● Your goal
Report every line of the data where the string "instrument" appears.

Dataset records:
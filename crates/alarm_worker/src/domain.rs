mod alarm_service;
mod notifications;
mod offline_alarm;
mod stats_refresh_service;

pub use alarm_service::*;
pub use notifications::*;
pub use offline_alarm::*;
pub use stats_refresh_service::*;
use crate::postgres::PostgresConfig;
use anyhow::Result;
use deadpool_postgres::{Config, ManagerConfig, Pool, RecyclingMethod, Runtime};
use tokio_postgres::NoTls;
use tracing::debug;

/// PostgreSQL client wrapper with connection pooling
#[derive(Clone)]
pub struct PostgresClient {
    pool: Pool,
}

impl PostgresClient {
    /// Creates a new PostgreSQL client with connection pooling
    pub fn new(config: &PostgresConfig) -> Result<Self> {
        let mut cfg = Config::new();
        cfg.host = Some(config.host.clone());
        cfg.port = Some(config.port);
        cfg.dbname = Some(config.database.clone());
        cfg.user = Some(config.username.clone());
        cfg.password = Some(config.password.clone());
        cfg.manager = Some(ManagerConfig {
            recycling_method: RecyclingMethod::Fast,
        });

        let pool = cfg.create_pool(Some(Runtime::Tokio1), NoTls)?;

        // Set pool size
        pool.resize(config.max_pool_size);

        Ok(Self { pool })
    }

    /// Pings the database to verify connectivity
    pub async fn ping(&self) -> Result<()> {
        let client = self.pool.get().await?;
        client.execute("SELECT 1", &[]).await?;
        debug!("postgreSQL connection successful");
        Ok(())
    }

    /// Gets a connection from the pool
    pub async fn get_connection(&self) -> Result<deadpool_postgres::Client> {
        Ok(self.pool.get().await?)
    }

    /// Closes the pool; subsequent get_connection calls fail fast
    pub fn close(&self) {
        self.pool.close();
    }
}
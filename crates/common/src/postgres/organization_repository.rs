use crate::domain::{DomainError, DomainResult, Organization, OrganizationRepository};
use crate::postgres::PostgresClient;
use async_trait::async_trait;
use chrono::{DateTime, Utc};
use tracing::{debug, instrument};

/// Organization row for PostgreSQL storage with timestamp metadata
#[derive(Debug, Clone)]
pub struct OrganizationRow {
    pub id: String,
    pub name: String,
    pub created_at: DateTime<Utc>,
    pub updated_at: DateTime<Utc>,
}

impl From<OrganizationRow> for Organization {
    fn from(row: OrganizationRow) -> Self {
        Organization {
            id: row.id,
            name: row.name,
            created_at: Some(row.created_at),
            updated_at: Some(row.updated_at),
        }
    }
}

/// PostgreSQL implementation of OrganizationRepository trait
#[derive(Clone)]
pub struct PostgresOrganizationRepository {
    client: PostgresClient,
}

impl PostgresOrganizationRepository {
    pub fn new(client: PostgresClient) -> Self {
        Self { client }
    }
}

#[async_trait]
impl OrganizationRepository for PostgresOrganizationRepository {
    #[instrument(skip(self), fields(organization_id = %organization_id))]
    async fn get_organization(&self, organization_id: &str) -> DomainResult<Option<Organization>> {
        let conn = self
            .client
            .get_connection()
            .await
            .map_err(DomainError::RepositoryError)?;

        debug!(organization_id = %organization_id, "Fetching organization from database");

        let row = conn
            .query_opt(
                "SELECT id, name, created_at, updated_at
                 FROM organizations
                 WHERE id = $1",
                &[&organization_id],
            )
            .await
            .map_err(|e| DomainError::RepositoryError(e.into()))?;

        match row {
            Some(row) => {
                let org_row = OrganizationRow {
                    id: row.get("id"),
                    name: row.get("name"),
                    created_at: row.get("created_at"),
                    updated_at: row.get("updated_at"),
                };
                Ok(Some(org_row.into()))
            }
            None => Ok(None),
        }
    }
}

● Solution to this problem
use tracing::{debug, instrument};
    #[instrument(skip(self), fields(organization_id = %organization_id))]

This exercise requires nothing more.